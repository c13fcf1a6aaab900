//! # LayerKit Core Library
//!
//! An analysis library for layered-crystal simulation workflows. It stages
//! simulation inputs and post-processes two kinds of simulation outputs:
//! interatomic bonding geometry and electron-localization-like scalar fields.
//!
//! ## Architectural Philosophy
//!
//! The library is designed with a strict layered architecture to ensure a clear
//! separation of concerns, making it modular, testable, and extensible.
//!
//! - **[`core`]: The Foundation.** Contains stateless data models (`Lattice`,
//!   `Structure`, `ScalarField`), file I/O for positional and volumetric
//!   formats, and periodic-geometry utilities.
//!
//! - **[`engine`]: The Logic Core.** Implements the structural/field analysis
//!   algorithms: layer and vacuum-gap detection, primitive-cell reduction,
//!   periodic bond enumeration with deduplication, and greedy hotspot
//!   extraction under a minimum-separation constraint. Every entry point is a
//!   pure function of a structure/field plus an explicit configuration object.
//!
//! - **[`workflows`]: The Public API.** The highest-level, user-facing layer.
//!   It ties the `engine` and `core` together to analyze files and directories
//!   and to render the resulting reports.
//!
//! - **[`staging`]: Input Preparation.** Builds layered slab structures from a
//!   prototype, renders scheduler job scripts from templates, and stages run
//!   directories for an external simulator. No physics is computed here.

pub mod core;
pub mod engine;
pub mod staging;
pub mod workflows;
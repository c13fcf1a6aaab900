use crate::core::io::poscar::PoscarFile;
use crate::core::io::traits::StructureFile;
use crate::core::models::structure::Structure;
use crate::engine::bonds::{self, BondAnalysis};
use crate::engine::config::BondConfig;
use crate::engine::error::AnalysisError;
use std::path::Path;
use tracing::{info, instrument};

/// Runs the bond analysis on an in-memory structure.
///
/// # Errors
///
/// Returns [`AnalysisError`] for degenerate lattices or structures with too
/// few atoms.
pub fn analyze_structure(
    structure: &Structure,
    config: &BondConfig,
) -> Result<BondAnalysis, AnalysisError> {
    bonds::analyze_structure(structure, config)
}

/// Reads a positional structure file and runs the bond analysis on it.
///
/// # Errors
///
/// Returns [`AnalysisError`] if the file cannot be parsed or the analysis
/// rejects the structure.
#[instrument(skip_all, name = "bond_analysis")]
pub fn analyze_path<P: AsRef<Path>>(
    path: P,
    config: &BondConfig,
) -> Result<BondAnalysis, AnalysisError> {
    let path = path.as_ref();
    info!("Loading structure from {}", path.display());
    let (structure, _) = PoscarFile::read_from_path(path)?;
    let analysis = bonds::analyze_structure(&structure, config)?;
    info!(
        "Bond analysis of {} complete: {} layer(s), {} unique unit-cell bond(s)",
        path.display(),
        analysis.layers.layer_count,
        analysis.unit.unique_bonds
    );
    Ok(analysis)
}

#[cfg(test)]
mod tests {
    use super::*;
    use std::io::Write;
    use tempfile::NamedTempFile;

    const SLAB: &str = "\
Fe slab
1.0
3.0 0.0 0.0
0.0 3.0 0.0
0.0 0.0 20.0
Fe
2
Direct
0.25 0.25 0.50
0.25 0.25 0.60
";

    #[test]
    fn analyze_path_reads_and_analyzes_a_file() {
        let mut file = NamedTempFile::new().unwrap();
        file.write_all(SLAB.as_bytes()).unwrap();

        let analysis = analyze_path(file.path(), &BondConfig::default()).unwrap();
        assert_eq!(analysis.layers.layer_count, 2);
        assert_eq!(analysis.unit.interlayer.len(), 1);
    }

    #[test]
    fn analyze_path_propagates_parse_errors() {
        let mut file = NamedTempFile::new().unwrap();
        file.write_all(b"not a structure\n").unwrap();

        assert!(matches!(
            analyze_path(file.path(), &BondConfig::default()),
            Err(AnalysisError::Structure(_))
        ));
    }
}
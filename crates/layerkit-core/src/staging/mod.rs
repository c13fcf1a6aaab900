//! Input staging for an external simulator.
//!
//! Builds layered slab structures from a prototype, renders scheduler job
//! scripts from templates, and lays out run directories. No physics is
//! computed here; the staged inputs are consumed by an external code whose
//! outputs feed the [`crate::engine`] analyses.

pub mod jobs;
pub mod layers;
pub mod settings;

use crate::core::io::poscar::PoscarError;
use self::settings::SettingsError;
use std::io;
use std::path::PathBuf;
use thiserror::Error;

#[derive(Debug, Error)]
pub enum StagingError {
    #[error("I/O error: {0}")]
    Io(#[from] io::Error),

    #[error("settings error: {0}")]
    Settings(#[from] SettingsError),

    #[error("failed to read template '{path}': {source}", path = path.display())]
    Template {
        path: PathBuf,
        #[source]
        source: io::Error,
    },

    #[error("no potential data found for element {element} under '{root}'", root = root.display())]
    PotentialNotFound { element: String, root: PathBuf },

    #[error("structure file error: {0}")]
    Structure(#[from] PoscarError),

    #[error("invalid staging request: {0}")]
    InvalidRequest(String),

    #[error("job submission via '{command}' failed: {message}")]
    Submit { command: String, message: String },
}
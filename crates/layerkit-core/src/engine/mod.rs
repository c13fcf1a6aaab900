//! The analysis engine: layer detection, primitive-cell reduction, periodic
//! bond enumeration, and scalar-field hotspot extraction.
//!
//! Every entry point is a pure function of its inputs: one structure or field
//! plus an explicit configuration object. Nothing here holds state between
//! invocations, so independent analyses are safe to run in parallel.

pub mod bonds;
pub mod config;
pub mod error;
pub mod hotspots;
pub mod layers;
pub mod primitive;
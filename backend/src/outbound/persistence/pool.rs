//! Async connection pool for Diesel PostgreSQL connections.
//!
//! Wraps `diesel-async`'s bb8 integration. The pool is built once at
//! startup and cloned into every repository; clones share the same
//! connections.

use std::time::Duration;

use diesel_async::AsyncPgConnection;
use diesel_async::pooled_connection::AsyncDieselConnectionManager;
use diesel_async::pooled_connection::bb8::{Pool, PooledConnection};

use crate::domain::ports::define_port_error;

define_port_error! {
    /// Errors raised while building or using the pool.
    pub enum PoolError {
        /// No connection became available in time.
        Checkout { message: String } => "failed to get connection from pool: {message}",
        /// The pool could not be created.
        Build { message: String } => "failed to build connection pool: {message}",
    }
}

impl PoolError {
    /// Underlying driver message.
    pub fn message(&self) -> &str {
        match self {
            Self::Checkout { message } | Self::Build { message } => message,
        }
    }
}

/// Pool sizing and timeouts.
///
/// Defaults: at most 10 connections, one kept idle, 30 second checkout
/// timeout.
///
/// ```
/// use std::time::Duration;
/// use todo_backend::outbound::persistence::PoolConfig;
///
/// let config = PoolConfig::new("postgres://localhost/todos")
///     .with_max_size(4)
///     .with_connection_timeout(Duration::from_secs(5));
/// assert_eq!(config.max_size(), 4);
/// ```
#[derive(Debug, Clone)]
pub struct PoolConfig {
    database_url: String,
    max_size: u32,
    min_idle: Option<u32>,
    connection_timeout: Duration,
}

impl PoolConfig {
    pub fn new(database_url: impl Into<String>) -> Self {
        Self {
            database_url: database_url.into(),
            max_size: 10,
            min_idle: Some(1),
            connection_timeout: Duration::from_secs(30),
        }
    }

    #[must_use]
    pub fn with_max_size(mut self, max_size: u32) -> Self {
        self.max_size = max_size.max(1);
        self
    }

    #[must_use]
    pub fn with_min_idle(mut self, min_idle: Option<u32>) -> Self {
        self.min_idle = min_idle;
        self
    }

    #[must_use]
    pub fn with_connection_timeout(mut self, timeout: Duration) -> Self {
        self.connection_timeout = timeout;
        self
    }

    pub fn database_url(&self) -> &str {
        &self.database_url
    }

    pub fn max_size(&self) -> u32 {
        self.max_size
    }
}

/// Shared pool of async PostgreSQL connections.
#[derive(Clone)]
pub struct DbPool {
    inner: Pool<AsyncPgConnection>,
}

impl DbPool {
    /// Build the pool.
    ///
    /// # Errors
    ///
    /// Returns [`PoolError::Build`] when the pool cannot be constructed, for
    /// example when the URL is unusable.
    pub async fn new(config: PoolConfig) -> Result<Self, PoolError> {
        let manager = AsyncDieselConnectionManager::<AsyncPgConnection>::new(config.database_url);
        let inner = Pool::builder()
            .max_size(config.max_size)
            .min_idle(config.min_idle)
            .connection_timeout(config.connection_timeout)
            .build(manager)
            .await
            .map_err(|err| PoolError::build(err.to_string()))?;
        Ok(Self { inner })
    }

    /// Check out a connection.
    ///
    /// # Errors
    ///
    /// Returns [`PoolError::Checkout`] when no connection is available within
    /// the configured timeout.
    pub async fn get(&self) -> Result<PooledConnection<'_, AsyncPgConnection>, PoolError> {
        self.inner
            .get()
            .await
            .map_err(|err| PoolError::checkout(err.to_string()))
    }
}

#[cfg(test)]
mod tests {
    use super::*;
    use rstest::rstest;

    #[rstest]
    fn defaults_match_documentation() {
        let config = PoolConfig::new("postgres://localhost/todos");
        assert_eq!(config.database_url(), "postgres://localhost/todos");
        assert_eq!(config.max_size(), 10);
        assert_eq!(config.min_idle, Some(1));
        assert_eq!(config.connection_timeout, Duration::from_secs(30));
    }

    #[rstest]
    #[case(0, 1)]
    #[case(1, 1)]
    #[case(25, 25)]
    fn max_size_never_drops_to_zero(#[case] requested: u32, #[case] expected: u32) {
        let config = PoolConfig::new("postgres://localhost/todos").with_max_size(requested);
        assert_eq!(config.max_size(), expected);
    }

    #[rstest]
    fn errors_expose_driver_message() {
        assert_eq!(PoolError::checkout("timed out").message(), "timed out");
        assert!(PoolError::build("bad url").to_string().contains("bad url"));
    }
}
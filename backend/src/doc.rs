//! OpenAPI document for the REST API.
//!
//! Served by Swagger UI at `/docs` in debug builds and printed by the
//! `openapi-dump` binary.

use utoipa::openapi::security::{HttpAuthScheme, HttpBuilder, SecurityScheme};
use utoipa::{Modify, OpenApi};

use crate::inbound::http::schemas::{ErrorCodeSchema, ErrorSchema};

/// Adds the bearer token scheme issued by `POST /login`.
struct SecurityAddon;

impl Modify for SecurityAddon {
    fn modify(&self, openapi: &mut utoipa::openapi::OpenApi) {
        let components = openapi
            .components
            .get_or_insert_with(utoipa::openapi::Components::default);

        components.add_security_scheme(
            "BearerToken",
            SecurityScheme::Http(
                HttpBuilder::new()
                    .scheme(HttpAuthScheme::Bearer)
                    .description(Some("Signed token returned by POST /login."))
                    .build(),
            ),
        );
    }
}

#[derive(OpenApi)]
#[openapi(
    modifiers(&SecurityAddon),
    info(
        title = "To-do backend API",
        description = "Accounts with bearer tokens and per-user to-do items.",
        license(name = "ISC", url = "https://opensource.org/licenses/ISC")
    ),
    servers(
        (url = "/", description = "Relative to the deployment base URL")
    ),
    security(("BearerToken" = [])),
    paths(
        crate::inbound::http::users::register,
        crate::inbound::http::users::login,
        crate::inbound::http::todos::list_todos,
        crate::inbound::http::todos::get_todo,
        crate::inbound::http::todos::create_todo,
        crate::inbound::http::todos::update_todo,
        crate::inbound::http::todos::delete_todo,
        crate::inbound::http::health::ready,
        crate::inbound::http::health::live,
    ),
    components(schemas(ErrorSchema, ErrorCodeSchema)),
    tags(
        (name = "users", description = "Registration and login"),
        (name = "todos", description = "Items owned by the caller"),
        (name = "health", description = "Endpoints for health checks")
    )
)]
pub struct ApiDoc;

#[cfg(test)]
mod tests {
    use super::*;
    use rstest::rstest;
    use utoipa::openapi::RefOr;
    use utoipa::openapi::schema::Schema;

    // utoipa replaces :: with . in schema names
    const ERROR_SCHEMA_NAME: &str = "crate.domain.Error";

    #[rstest]
    #[case("/register")]
    #[case("/login")]
    #[case("/todos")]
    #[case("/todo")]
    #[case("/todo/{id}")]
    #[case("/health/live")]
    fn document_lists_every_route(#[case] path: &str) {
        let doc = ApiDoc::openapi();
        assert!(doc.paths.paths.contains_key(path), "missing {path}");
    }

    #[rstest]
    fn error_schema_has_code_and_message() {
        let doc = ApiDoc::openapi();
        let schemas = &doc.components.as_ref().expect("components").schemas;
        match schemas.get(ERROR_SCHEMA_NAME).expect("Error schema") {
            RefOr::T(Schema::Object(obj)) => {
                assert!(obj.properties.contains_key("code"));
                assert!(obj.properties.contains_key("message"));
            }
            _ => panic!("expected Object schema"),
        }
    }

    #[rstest]
    fn bearer_scheme_is_registered() {
        let doc = ApiDoc::openapi();
        let components = doc.components.expect("components");
        assert!(components.security_schemes.contains_key("BearerToken"));
    }
}
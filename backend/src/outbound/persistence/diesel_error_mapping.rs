//! Classification of Diesel and pool failures shared by the repositories.

use diesel::result::{DatabaseErrorKind, Error as DieselError};
use tracing::debug;

use super::pool::PoolError;

/// Coarse failure category a repository maps onto its port error.
#[derive(Debug, Clone, PartialEq, Eq)]
pub(crate) enum DieselFailure {
    /// The connection was lost or never established.
    Connection(String),
    /// The statement failed for any other reason.
    Query(String),
    /// A unique index rejected the write.
    UniqueViolation,
}

impl From<PoolError> for DieselFailure {
    fn from(error: PoolError) -> Self {
        Self::Connection(error.message().to_owned())
    }
}

impl From<DieselError> for DieselFailure {
    fn from(error: DieselError) -> Self {
        match &error {
            DieselError::DatabaseError(kind, info) => {
                debug!(?kind, message = info.message(), "diesel operation failed");
            }
            other => debug!(error = %other, "diesel operation failed"),
        }

        match error {
            DieselError::DatabaseError(DatabaseErrorKind::UniqueViolation, _) => {
                Self::UniqueViolation
            }
            DieselError::DatabaseError(DatabaseErrorKind::ClosedConnection, _) => {
                Self::Connection("database connection closed".to_owned())
            }
            DieselError::NotFound => Self::Query("record not found".to_owned()),
            DieselError::QueryBuilderError(_) => Self::Query("database query error".to_owned()),
            _ => Self::Query("database error".to_owned()),
        }
    }
}
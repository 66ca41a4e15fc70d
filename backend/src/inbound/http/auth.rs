//! Bearer credential extraction.
//!
//! [`AuthenticatedUser`] is an extractor: handlers that name it in their
//! signature only run once the `Authorization` header has been resolved to a
//! user through the [`RequestAuthenticator`](crate::domain::ports::RequestAuthenticator)
//! port.

use actix_web::http::header::{AUTHORIZATION, HeaderMap};
use actix_web::{FromRequest, HttpRequest, dev::Payload, web};
use futures_util::future::LocalBoxFuture;
use tracing::debug;

use crate::domain::{Error, UserId};

use super::state::HttpState;

/// Identity of the caller, resolved from a verified bearer token.
#[derive(Debug, Clone, Copy, PartialEq, Eq)]
pub struct AuthenticatedUser(UserId);

impl AuthenticatedUser {
    pub fn id(&self) -> &UserId {
        &self.0
    }
}

/// Pull the raw token out of the `Authorization` header.
///
/// A missing or blank header means the caller never logged in. The `Bearer`
/// scheme is optional and matched case-insensitively; a scheme with no token
/// after it is treated as missing.
fn bearer_token(headers: &HeaderMap) -> Result<String, Error> {
    let Some(raw) = headers.get(AUTHORIZATION) else {
        return Err(Error::unauthenticated());
    };
    let value = raw.to_str().map_err(|_| Error::invalid_credentials())?.trim();
    let token = match value.split_once(' ') {
        Some((scheme, rest)) if scheme.eq_ignore_ascii_case("bearer") => rest.trim(),
        _ if value.eq_ignore_ascii_case("bearer") => "",
        _ => value,
    };
    if token.is_empty() {
        return Err(Error::unauthenticated());
    }
    Ok(token.to_owned())
}

impl FromRequest for AuthenticatedUser {
    type Error = Error;
    type Future = LocalBoxFuture<'static, Result<Self, Self::Error>>;

    fn from_request(req: &HttpRequest, _payload: &mut Payload) -> Self::Future {
        let token = bearer_token(req.headers());
        let state = req.app_data::<web::Data<HttpState>>().cloned();
        Box::pin(async move {
            let token = token?;
            let state = state.ok_or_else(|| Error::internal("HTTP state is not registered"))?;
            let user = state.authenticator.authenticate(&token).await.inspect_err(|err| {
                debug!(code = ?err.code(), "bearer token rejected");
            })?;
            Ok(Self(user))
        })
    }
}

========================

EXERCISE PROMPT: Begin with the first line of the data above and, please, print each line exactly until you have printed the line containing "use std::path::Path;"; print nothing else.

FINISHED EXERCISE:
repository c13fcf1a6aaab900
//! # LayerKit Core Library
//!
//! An analysis library for layered-crystal simulation workflows. It stages
//! simulation inputs and post-processes two kinds of simulation outputs:
//! interatomic bonding geometry and electron-localization-like scalar fields.
//!
//! ## Architectural Philosophy
//!
//! The library is designed with a strict layered architecture to ensure a clear
//! separation of concerns, making it modular, testable, and extensible.
//!
//! - **[`core`]: The Foundation.** Contains stateless data models (`Lattice`,
//!   `Structure`, `ScalarField`), file I/O for positional and volumetric
//!   formats, and periodic-geometry utilities.
//!
//! - **[`engine`]: The Logic Core.** Implements the structural/field analysis
//!   algorithms: layer and vacuum-gap detection, primitive-cell reduction,
//!   periodic bond enumeration with deduplication, and greedy hotspot
//!   extraction under a minimum-separation constraint. Every entry point is a
//!   pure function of a structure/field plus an explicit configuration object.
//!
//! - **[`workflows`]: The Public API.** The highest-level, user-facing layer.
//!   It ties the `engine` and `core` together to analyze files and directories
//!   and to render the resulting reports.
//!
//! - **[`staging`]: Input Preparation.** Builds layered slab structures from a
//!   prototype, renders scheduler job scripts from templates, and stages run
//!   directories for an external simulator. No physics is computed here.

pub mod core;
pub mod engine;
pub mod staging;
pub mod workflows;
repository c13fcf1a6aaab900
use crate::core::io::poscar::PoscarFile;
use crate::core::io::traits::StructureFile;
use crate::core::models::structure::Structure;
use crate::engine::bonds::{self, BondAnalysis};
use crate::engine::config::BondConfig;
use crate::engine::error::AnalysisError;
use std::path::Path;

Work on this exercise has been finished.